The bill works out to about $40,000 a year, according to a source familiar with the arrangement, who added the fee is much less than it likely costs the university to run the facility and provide service to Microtek. UVic spokeswoman Lironi could not confirm the figures by deadline.

Similar agreements go back to at least 1999. At that time, the company agreed to finance up to $75,000 worth of improvements to the facility so that it would meet its needs. UVic agreed to pay the company back by reducing its bills until the upgrades were covered.

The agreements specify that anything learned during the research remains property of the company. UVic can use any such information only for "internal academic purposes of a non-commercial nature."

While she declined to talk about Microtek and UVic in particular, the federal NDP's advanced education critic, Victoria MP Denise Savoie, said that in recent decades there's been a push for universities to commercialize their research. "It impacts where we're going with basic research," she said. "What are we gaining here and what are we risking?"

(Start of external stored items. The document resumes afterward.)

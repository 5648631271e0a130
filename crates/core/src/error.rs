//! Error types for the Brainstem domain.
//!
//! Uses `thiserror` for ergonomic error definitions.
//! Each bounded context has its own error variant.

use thiserror::Error;

/// The top-level error type for all Brainstem operations.
#[derive(Debug, Error)]
pub enum Error {
    // --- Structural errors (fatal, surfaced to the caller) ---
    #[error("Structural error: {0}")]
    Structural(#[from] StructuralError),

    // --- Agent errors ---
    #[error("Agent error: {0}")]
    Agent(#[from] AgentError),

    // --- State store errors ---
    #[error("State error: {0}")]
    State(#[from] StateError),

    // --- Configuration errors ---
    #[error("Configuration error: {message}")]
    Config { message: String },

    // --- Serialization ---
    #[error("Serialization error: {0}")]
    Serialization(#[from] serde_json::Error),

    // --- Generic ---
    #[error("Internal error: {0}")]
    Internal(String),
}

/// Result type alias using our Error.
pub type Result<T> = std::result::Result<T, Error>;

// --- Bounded context errors ---

/// Problems with the request itself or the workflow configuration.
///
/// These are the only failures surfaced to the caller: they abort a
/// request before (or instead of) execution. Everything an individual
/// agent does wrong is recovered into a failed step outcome instead.
#[derive(Debug, Clone, Error)]
pub enum StructuralError {
    #[error("No workflow registered for intent '{0}'")]
    UnknownIntent(String),

    #[error("Workflow '{workflow}' references unregistered agent '{agent}'")]
    UnknownAgent { workflow: String, agent: String },

    #[error("Workflow '{0}' has no steps")]
    EmptyWorkflow(String),

    #[error(
        "Condition on step '{step}' of workflow '{workflow}' references '{referenced}', \
         which is not an earlier step"
    )]
    InvalidConditionReference {
        workflow: String,
        step: String,
        referenced: String,
    },

    #[error("Duplicate workflow for intent '{0}'")]
    DuplicateIntent(String),

    #[error("Intent classification failed: {0}")]
    ClassificationFailed(String),

    #[error("Intent '{intent}' classified at confidence {confidence}, below floor {floor}")]
    LowConfidence {
        intent: String,
        confidence: u8,
        floor: u8,
    },
}

/// Failures of a single capability agent invocation.
///
/// Always recovered locally: a failing agent becomes a failed step
/// result and its batch siblings keep running.
#[derive(Debug, Clone, Error)]
pub enum AgentError {
    #[error("Agent request failed: {message} (status: {status_code})")]
    Api { status_code: u16, message: String },

    #[error("Agent '{agent}' timed out after {timeout_ms}ms")]
    Timeout { agent: String, timeout_ms: u64 },

    #[error("Network error: {0}")]
    Network(String),

    #[error("Agent returned an unparseable response: {0}")]
    InvalidResponse(String),

    #[error("Agent not configured: {0}")]
    NotConfigured(String),
}

/// Failures of the external state store.
#[derive(Debug, Clone, Error)]
pub enum StateError {
    #[error("Storage error: {0}")]
    Storage(String),

    #[error("Unknown conversation: {0}")]
    UnknownConversation(String),
}
//! Workflow model and registry.
//!
//! Workflows load once at process start into immutable, validated
//! structures and never change afterwards. The registry rejects at
//! startup anything the scheduler would otherwise trip over at run
//! time: empty step lists, unregistered agents, conditions referencing
//! steps that do not come earlier.

use brainstem_agents::AgentRegistry;
use brainstem_core::StructuralError;
use std::collections::HashMap;
use std::sync::Arc;
use std::time::Duration;
use tracing::info;

use crate::condition::StepCondition;

/// Timeout applied when neither the step nor its agent configures one.
const DEFAULT_STEP_TIMEOUT_MS: u64 = 30_000;

/// One unit of work in a workflow.
#[derive(Debug, Clone)]
pub struct WorkflowStep {
    /// Registered agent name. Also the identifier conditions use.
    pub agent: String,

    /// Action sent to the agent.
    pub action: String,

    /// Whether this step may run concurrently with adjacent parallel
    /// steps.
    pub parallel: bool,

    /// Optional gate over earlier step outcomes.
    pub condition: Option<StepCondition>,

    /// Cache TTL for this step's output. Zero means never cache.
    pub cache_ttl: Duration,

    /// Per-call timeout.
    pub timeout: Duration,
}

impl WorkflowStep {
    /// A sequential step with no condition, no caching, default timeout.
    pub fn sequential(agent: impl Into<String>, action: impl Into<String>) -> Self {
        Self {
            agent: agent.into(),
            action: action.into(),
            parallel: false,
            condition: None,
            cache_ttl: Duration::ZERO,
            timeout: Duration::from_millis(DEFAULT_STEP_TIMEOUT_MS),
        }
    }

    /// A parallel-flagged step with no condition, no caching, default
    /// timeout.
    pub fn parallel(agent: impl Into<String>, action: impl Into<String>) -> Self {
        Self {
            parallel: true,
            ..Self::sequential(agent, action)
        }
    }

    /// Set the cache TTL.
    pub fn with_cache_ttl(mut self, ttl: Duration) -> Self {
        self.cache_ttl = ttl;
        self
    }

    /// Set the per-call timeout.
    pub fn with_timeout(mut self, timeout: Duration) -> Self {
        self.timeout = timeout;
        self
    }

    /// Set the condition.
    pub fn with_condition(mut self, condition: StepCondition) -> Self {
        self.condition = Some(condition);
        self
    }
}

/// Ordered steps for one intent.
#[derive(Debug, Clone)]
pub struct Workflow {
    pub intent: String,
    pub steps: Vec<WorkflowStep>,
}

impl Workflow {
    /// Partition the ordered step list into execution batches.
    ///
    /// A maximal contiguous run of `parallel` steps becomes one batch;
    /// every other step forms its own singleton batch. Returned as step
    /// indices into `self.steps`.
    pub fn batches(&self) -> Vec<Vec<usize>> {
        let mut batches = Vec::new();
        let mut current: Vec<usize> = Vec::new();

        for (i, step) in self.steps.iter().enumerate() {
            if step.parallel {
                current.push(i);
            } else {
                if !current.is_empty() {
                    batches.push(std::mem::take(&mut current));
                }
                batches.push(vec![i]);
            }
        }
        if !current.is_empty() {
            batches.push(current);
        }
        batches
    }
}

/// Immutable table mapping intents to workflows.
#[derive(Debug)]
pub struct WorkflowRegistry {
    workflows: HashMap<String, Arc<Workflow>>,
}

impl WorkflowRegistry {
    /// Build and validate the registry from configuration.
    pub fn from_config(
        config: &brainstem_config::AppConfig,
        agents: &AgentRegistry,
    ) -> Result<Self, StructuralError> {
        let mut workflows = HashMap::new();

        for workflow_config in &config.workflows {
            let intent = workflow_config.intent.clone();

            if workflow_config.steps.is_empty() {
                return Err(StructuralError::EmptyWorkflow(intent));
            }

            let mut steps = Vec::with_capacity(workflow_config.steps.len());
            let mut earlier: Vec<&str> = Vec::new();

            for step_config in &workflow_config.steps {
                if !agents.contains(&step_config.agent) {
                    return Err(StructuralError::UnknownAgent {
                        workflow: intent.clone(),
                        agent: step_config.agent.clone(),
                    });
                }

                let condition = step_config.condition.as_ref().map(StepCondition::from_config);
                if let Some(condition) = &condition {
                    for referenced in condition.referenced_steps() {
                        if !earlier.contains(&referenced) {
                            return Err(StructuralError::InvalidConditionReference {
                                workflow: intent.clone(),
                                step: step_config.agent.clone(),
                                referenced: referenced.to_string(),
                            });
                        }
                    }
                }

                let timeout_ms = step_config.timeout_ms.unwrap_or_else(|| {
                    config
                        .agents
                        .get(&step_config.agent)
                        .map(|a| a.timeout_ms)
                        .unwrap_or(DEFAULT_STEP_TIMEOUT_MS)
                });

                steps.push(WorkflowStep {
                    agent: step_config.agent.clone(),
                    action: step_config.action.clone(),
                    parallel: step_config.parallel,
                    condition,
                    cache_ttl: Duration::from_millis(step_config.cache_ttl_ms),
                    timeout: Duration::from_millis(timeout_ms),
                });
                earlier.push(&step_config.agent);
            }

            let workflow = Arc::new(Workflow {
                intent: intent.clone(),
                steps,
            });
            if workflows.insert(intent.clone(), workflow).is_some() {
                return Err(StructuralError::DuplicateIntent(intent));
            }
        }

        info!(workflows = workflows.len(), "Workflow registry loaded");
        Ok(Self { workflows })
    }

    /// Build from already-constructed workflows (tests, embedding).
    pub fn from_workflows(workflows: impl IntoIterator<Item = Workflow>) -> Self {
        Self {
            workflows: workflows
                .into_iter()
                .map(|w| (w.intent.clone(), Arc::new(w)))
                .collect(),
        }
    }

    /// Resolve an intent to its workflow.
    pub fn resolve(&self, intent: &str) -> Result<Arc<Workflow>, StructuralError> {
        self.workflows
            .get(intent)
            .cloned()
            .ok_or_else(|| StructuralError::UnknownIntent(intent.to_string()))
    }

    /// All registered intents, sorted.
    pub fn intents(&self) -> Vec<&str> {
        let mut intents: Vec<&str> = self.workflows.keys().map(|s| s.as_str()).collect();
        intents.sort_unstable();
        intents
    }

    /// Number of registered workflows.
    pub fn len(&self) -> usize {
        self.workflows.len()
    }

    /// Whether no workflows are registered.
    pub fn is_empty(&self) -> bool {
        self.workflows.is_empty()
    }
}

#[cfg(test)]
mod tests {
    use super::*;
    use brainstem_config::AppConfig;

    fn deciding_workflow() -> Workflow {
        Workflow {
            intent: "deciding".into(),
            steps: vec![
                WorkflowStep::sequential("reflect", "reflect"),
                WorkflowStep::sequential("record", "record"),
                WorkflowStep::parallel("verify", "verify"),
                WorkflowStep::parallel("scan_assumptions", "scan"),
                WorkflowStep::sequential("check_consistency", "check"),
            ],
        }
    }

    #[test]
    fn batch_partitioning_matches_adjacency() {
        // [seq, seq, par, par, seq] → [[0], [1], [2, 3], [4]]
        let workflow = deciding_workflow();
        let batches = workflow.batches();
        assert_eq!(batches, vec![vec![0], vec![1], vec![2, 3], vec![4]]);
    }

    #[test]
    fn all_parallel_forms_one_batch() {
        let workflow = Workflow {
            intent: "sweep".into(),
            steps: vec![
                WorkflowStep::parallel("a", "x"),
                WorkflowStep::parallel("b", "x"),
                WorkflowStep::parallel("c", "x"),
            ],
        };
        assert_eq!(workflow.batches(), vec![vec![0, 1, 2]]);
    }

    #[test]
    fn all_sequential_forms_singletons() {
        let workflow = Workflow {
            intent: "chain".into(),
            steps: vec![
                WorkflowStep::sequential("a", "x"),
                WorkflowStep::sequential("b", "x"),
            ],
        };
        assert_eq!(workflow.batches(), vec![vec![0], vec![1]]);
    }

    #[test]
    fn trailing_parallel_run_is_flushed() {
        let workflow = Workflow {
            intent: "tail".into(),
            steps: vec![
                WorkflowStep::sequential("a", "x"),
                WorkflowStep::parallel("b", "x"),
                WorkflowStep::parallel("c", "x"),
            ],
        };
        assert_eq!(workflow.batches(), vec![vec![0], vec![1, 2]]);
    }

    #[test]
    fn registry_from_sample_config() {
        let config = AppConfig::sample();
        let agents = brainstem_agents::build_from_config(&config);
        let registry = WorkflowRegistry::from_config(&config, &agents).unwrap();

        assert_eq!(registry.len(), 1);
        let workflow = registry.resolve("deciding").unwrap();
        assert_eq!(workflow.steps.len(), 5);
        assert_eq!(workflow.steps[0].cache_ttl, Duration::from_millis(120_000));
        // Step timeout falls back to the agent's configured timeout.
        assert_eq!(workflow.steps[0].timeout, Duration::from_millis(30_000));
    }

    #[test]
    fn unknown_intent_not_found() {
        let registry = WorkflowRegistry::from_workflows([deciding_workflow()]);
        let err = registry.resolve("daydreaming").unwrap_err();
        assert!(matches!(err, StructuralError::UnknownIntent(_)));
    }

    #[test]
    fn unregistered_agent_rejected() {
        let mut config = AppConfig::sample();
        let agents = brainstem_agents::build_from_config(&config);
        config.workflows[0].steps[1].agent = "ghost".into();

        let err = WorkflowRegistry::from_config(&config, &agents).unwrap_err();
        assert!(matches!(err, StructuralError::UnknownAgent { .. }));
    }

    #[test]
    fn empty_steps_rejected() {
        let mut config = AppConfig::sample();
        let agents = brainstem_agents::build_from_config(&config);
        config.workflows[0].steps.clear();

        let err = WorkflowRegistry::from_config(&config, &agents).unwrap_err();
        assert!(matches!(err, StructuralError::EmptyWorkflow(_)));
    }

    #[test]
    fn condition_must_reference_earlier_step() {
        let mut config = AppConfig::sample();
        let agents = brainstem_agents::build_from_config(&config);
        // First step referencing a later step is rejected.
        config.workflows[0].steps[0].condition =
            Some(brainstem_config::ConditionConfig::Succeeded {
                step: "verify".into(),
            });

        let err = WorkflowRegistry::from_config(&config, &agents).unwrap_err();
        assert!(matches!(
            err,
            StructuralError::InvalidConditionReference { .. }
        ));
    }

    #[test]
    fn intents_sorted() {
        let registry = WorkflowRegistry::from_workflows([
            Workflow {
                intent: "exploring".into(),
                steps: vec![WorkflowStep::sequential("a", "x")],
            },
            Workflow {
                intent: "deciding".into(),
                steps: vec![WorkflowStep::sequential("a", "x")],
            },
        ]);
        assert_eq!(registry.intents(), vec!["deciding", "exploring"]);
    }
}
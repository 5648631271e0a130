//! Brainstem CLI — the main entry point.
//!
//! Commands:
//! - `init`   — Write a starter configuration file
//! - `check`  — Load, validate, and summarize the configuration
//! - `serve`  — Start the coordination gateway

use clap::{Parser, Subcommand};
use std::path::PathBuf;

mod commands;

#[derive(Parser)]
#[command(
    name = "brainstem",
    about = "Brainstem — workflow coordination for capability agents",
    version,
    author
)]
struct Cli {
    #[command(subcommand)]
    command: Commands,

    /// Path to the configuration file
    #[arg(short, long, global = true, default_value = "brainstem.toml")]
    config: PathBuf,

    /// Enable verbose logging
    #[arg(short, long, global = true)]
    verbose: bool,
}

#[derive(Subcommand)]
enum Commands {
    /// Write a starter configuration file
    Init {
        /// Overwrite an existing file
        #[arg(long)]
        force: bool,
    },

    /// Load, validate, and summarize the configuration
    Check,

    /// Start the coordination gateway
    Serve {
        /// Override the port
        #[arg(short, long)]
        port: Option<u16>,
    },
}

#[tokio::main]
async fn main() -> anyhow::Result<()> {
    let cli = Cli::parse();

    // Initialize tracing
    let filter = if cli.verbose { "debug" } else { "info" };
    tracing_subscriber::fmt()
        .with_env_filter(
            tracing_subscriber::EnvFilter::try_from_default_env()
                .unwrap_or_else(|_| tracing_subscriber::EnvFilter::new(filter)),
        )
        .with_target(false)
        .init();

    match cli.command {
        Commands::Init { force } => commands::init::run(&cli.config, force)?,
        Commands::Check => commands::check::run(&cli.config)?,
        Commands::Serve { port } => commands::serve::run(&cli.config, port).await?,
    }

    Ok(())
}
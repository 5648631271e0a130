//! The coordination service — the top-level request façade.
//!
//! One request moves through the phases
//! `Received → IntentResolved → WorkflowSelected → Executing →
//! Aggregated → Persisted → Responded`; `Failed` is reachable only from
//! an unresolved intent or an unknown workflow. Everything after that
//! point is partial-success territory: the response always reflects
//! whichever steps succeeded.

use brainstem_core::{
    ConversationTurn, Error, IntentRouter, StateDelta, StateStore, StructuralError, Visibility,
};
use serde::{Deserialize, Serialize};
use std::sync::Arc;
use tracing::{debug, info};

use crate::outcome::{StepOutcome, StepStatus};
use crate::persist::PersistQueue;
use crate::scheduler::{RequestContext, Scheduler};
use crate::workflow::WorkflowRegistry;

/// The request state machine's phases, carried in traces and the final
/// response.
#[derive(Debug, Clone, Copy, PartialEq, Eq, Serialize, Deserialize)]
#[serde(rename_all = "snake_case")]
pub enum RequestPhase {
    Received,
    IntentResolved,
    WorkflowSelected,
    Executing,
    Aggregated,
    Persisted,
    Responded,
    Failed,
}

/// One step's outcome as shown to the caller. Internal-only outputs are
/// omitted; status, latency, and cache provenance are always visible.
#[derive(Debug, Clone, Serialize, Deserialize)]
pub struct StepSummary {
    pub agent: String,
    pub action: String,
    pub status: StepStatus,
    pub from_cache: bool,
    pub latency_ms: u64,
    #[serde(default, skip_serializing_if = "Option::is_none")]
    pub output: Option<String>,
    #[serde(default, skip_serializing_if = "Option::is_none")]
    pub error: Option<String>,
}

impl StepSummary {
    fn from_outcome(outcome: &StepOutcome) -> Self {
        let output = outcome.output.as_ref().and_then(|o| match o.visibility {
            Visibility::Public => Some(o.content.clone()),
            Visibility::Internal => None,
        });
        Self {
            agent: outcome.agent.clone(),
            action: outcome.action.clone(),
            status: outcome.status,
            from_cache: outcome.from_cache,
            latency_ms: outcome.latency_ms,
            output,
            error: outcome.error.clone(),
        }
    }
}

/// What the caller receives.
#[derive(Debug, Clone, Serialize, Deserialize)]
pub struct FinalResponse {
    pub conversation_id: String,
    pub intent: String,
    pub confidence: u8,
    /// Public step outputs merged in workflow order.
    pub reply: String,
    /// Every step's summarized outcome, in workflow order.
    pub steps: Vec<StepSummary>,
    pub phase: RequestPhase,
}

/// The top-level coordination façade.
pub struct CoordinationService {
    router: Arc<dyn IntentRouter>,
    workflows: Arc<WorkflowRegistry>,
    scheduler: Scheduler,
    store: Arc<dyn StateStore>,
    persist: PersistQueue,
    confidence_floor: u8,
}

impl CoordinationService {
    pub fn new(
        router: Arc<dyn IntentRouter>,
        workflows: Arc<WorkflowRegistry>,
        scheduler: Scheduler,
        store: Arc<dyn StateStore>,
        persist: PersistQueue,
    ) -> Self {
        Self {
            router,
            workflows,
            scheduler,
            store,
            persist,
            confidence_floor: 0,
        }
    }

    /// Treat classifications below `floor` as unresolved intents.
    pub fn with_confidence_floor(mut self, floor: u8) -> Self {
        self.confidence_floor = floor;
        self
    }

    /// The workflow registry backing this service.
    pub fn workflows(&self) -> &Arc<WorkflowRegistry> {
        &self.workflows
    }

    /// Handle one request end to end.
    pub async fn handle(
        &self,
        conversation_id: &str,
        message: &str,
    ) -> Result<FinalResponse, Error> {
        debug!(phase = ?RequestPhase::Received, conversation_id, "Handling request");

        // History and project state have no dependency on each other —
        // fetch both concurrently.
        let (history, state) = tokio::try_join!(
            self.store.history(conversation_id),
            self.store.project_state(conversation_id),
        )?;

        let classification = self
            .router
            .classify(message, &history)
            .await
            .map_err(|e| StructuralError::ClassificationFailed(e.to_string()))?;

        if self.confidence_floor > 0 && classification.confidence < self.confidence_floor {
            return Err(StructuralError::LowConfidence {
                intent: classification.intent,
                confidence: classification.confidence,
                floor: self.confidence_floor,
            }
            .into());
        }
        debug!(
            phase = ?RequestPhase::IntentResolved,
            intent = %classification.intent,
            confidence = classification.confidence,
            "Intent resolved"
        );

        let workflow = self.workflows.resolve(&classification.intent)?;
        debug!(phase = ?RequestPhase::WorkflowSelected, intent = %workflow.intent, "Workflow selected");

        let ctx = RequestContext::new(conversation_id, message, history, state);
        debug!(phase = ?RequestPhase::Executing, "Executing");
        let aggregated = self.scheduler.execute(&workflow, &ctx).await?;
        debug!(phase = ?RequestPhase::Aggregated, steps = aggregated.len(), "Aggregated");

        let reply = merge_reply(&aggregated.steps);
        let steps: Vec<StepSummary> = aggregated.steps.iter().map(StepSummary::from_outcome).collect();

        let mut turns = vec![ConversationTurn::user(message)];
        if !reply.is_empty() {
            turns.push(ConversationTurn::assistant(&reply));
        }
        self.persist.enqueue(conversation_id, StateDelta::turns(turns));
        debug!(phase = ?RequestPhase::Persisted, "Persistence enqueued");

        info!(
            phase = ?RequestPhase::Responded,
            conversation_id,
            intent = %classification.intent,
            steps = steps.len(),
            "Request complete"
        );

        Ok(FinalResponse {
            conversation_id: conversation_id.to_string(),
            intent: classification.intent,
            confidence: classification.confidence,
            reply,
            steps,
            phase: RequestPhase::Responded,
        })
    }
}

/// Merge public outputs of successful steps, in workflow order.
fn merge_reply(steps: &[StepOutcome]) -> String {
    steps
        .iter()
        .filter(|o| o.status == StepStatus::Success)
        .filter_map(|o| o.output.as_ref())
        .filter(|o| o.visibility == Visibility::Public)
        .map(|o| o.content.as_str())
        .collect::<Vec<_>>()
        .join("\n\n")
}
//! In-memory state store.
//!
//! Conversations and project state held in a `tokio::sync::RwLock`-guarded
//! map. An unknown conversation reads as empty rather than erroring: the
//! first request of a conversation has no history yet.

use async_trait::async_trait;
use brainstem_core::{ConversationTurn, ProjectState, StateDelta, StateError, StateStore};
use std::collections::HashMap;
use tokio::sync::RwLock;
use tracing::debug;

#[derive(Default)]
struct Record {
    turns: Vec<ConversationTurn>,
    state: ProjectState,
}

/// In-memory `StateStore` backend.
#[derive(Default)]
pub struct InMemoryStateStore {
    records: RwLock<HashMap<String, Record>>,
}

impl InMemoryStateStore {
    pub fn new() -> Self {
        Self::default()
    }

    /// Seed a conversation with history and state. Test/dev helper.
    pub async fn seed(
        &self,
        conversation_id: &str,
        turns: Vec<ConversationTurn>,
        state: ProjectState,
    ) {
        let mut records = self.records.write().await;
        records.insert(conversation_id.to_string(), Record { turns, state });
    }

    /// Number of stored conversations.
    pub async fn conversation_count(&self) -> usize {
        self.records.read().await.len()
    }
}

#[async_trait]
impl StateStore for InMemoryStateStore {
    fn name(&self) -> &str {
        "memory"
    }

    async fn history(
        &self,
        conversation_id: &str,
    ) -> std::result::Result<Vec<ConversationTurn>, StateError> {
        let records = self.records.read().await;
        Ok(records
            .get(conversation_id)
            .map(|r| r.turns.clone())
            .unwrap_or_default())
    }

    async fn project_state(
        &self,
        conversation_id: &str,
    ) -> std::result::Result<ProjectState, StateError> {
        let records = self.records.read().await;
        Ok(records
            .get(conversation_id)
            .map(|r| r.state.clone())
            .unwrap_or_default())
    }

    async fn apply(
        &self,
        conversation_id: &str,
        delta: StateDelta,
    ) -> std::result::Result<(), StateError> {
        if delta.is_empty() {
            return Ok(());
        }

        let mut records = self.records.write().await;
        let record = records.entry(conversation_id.to_string()).or_default();

        let appended = delta.turns.len();
        record.turns.extend(delta.turns);

        if let Some(patch) = delta.state_patch {
            merge_patch(&mut record.state.data, patch);
        }
        // Every applied delta bumps the revision so the fingerprint
        // changes and previously cached responses stop matching.
        record.state.revision += 1;

        debug!(
            conversation_id,
            appended,
            revision = record.state.revision,
            "Applied state delta"
        );
        Ok(())
    }
}

/// Shallow-merge `patch` into `target`. Objects merge key-by-key;
/// anything else replaces the target wholesale.
fn merge_patch(target: &mut serde_json::Value, patch: serde_json::Value) {
    match (target, patch) {
        (serde_json::Value::Object(target_map), serde_json::Value::Object(patch_map)) => {
            for (key, value) in patch_map {
                target_map.insert(key, value);
            }
        }
        (target, patch) => *target = patch,
    }
}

There are many cases where finding ways to market knowledge gained at universities is good for the public, she said. "I don't think there's anything intrinsically wrong with transfer of technology for practical applications," she said. However, she added, it shouldn't be the main thing driving research.

"Universities' and colleges' increased reliance on either private or commercial funding is directly, directly related to reduced support by government of universities," Savoie said. As funding shrinks, university administrators have fewer choices and finding products to sell becomes more attractive.

"It's clear that universities, having been underfunded, have turned to commercialization of research," said Savoie. "You shouldn't be forcing a commercialization, a product, on the researcher.... I think there is a danger that we are going to so narrow not just research, but education."

The ethical lines should be clear, she said. It would be very tempting for schools to think "because we're so short funded, we'll round the edges a bit," she said.

Nor, as the case of Microtek's disease-laced waters going into the ocean shows, is it enough to have ethical guidelines and regulations on paper. Schools like UVic have to commit to enforcing them as well.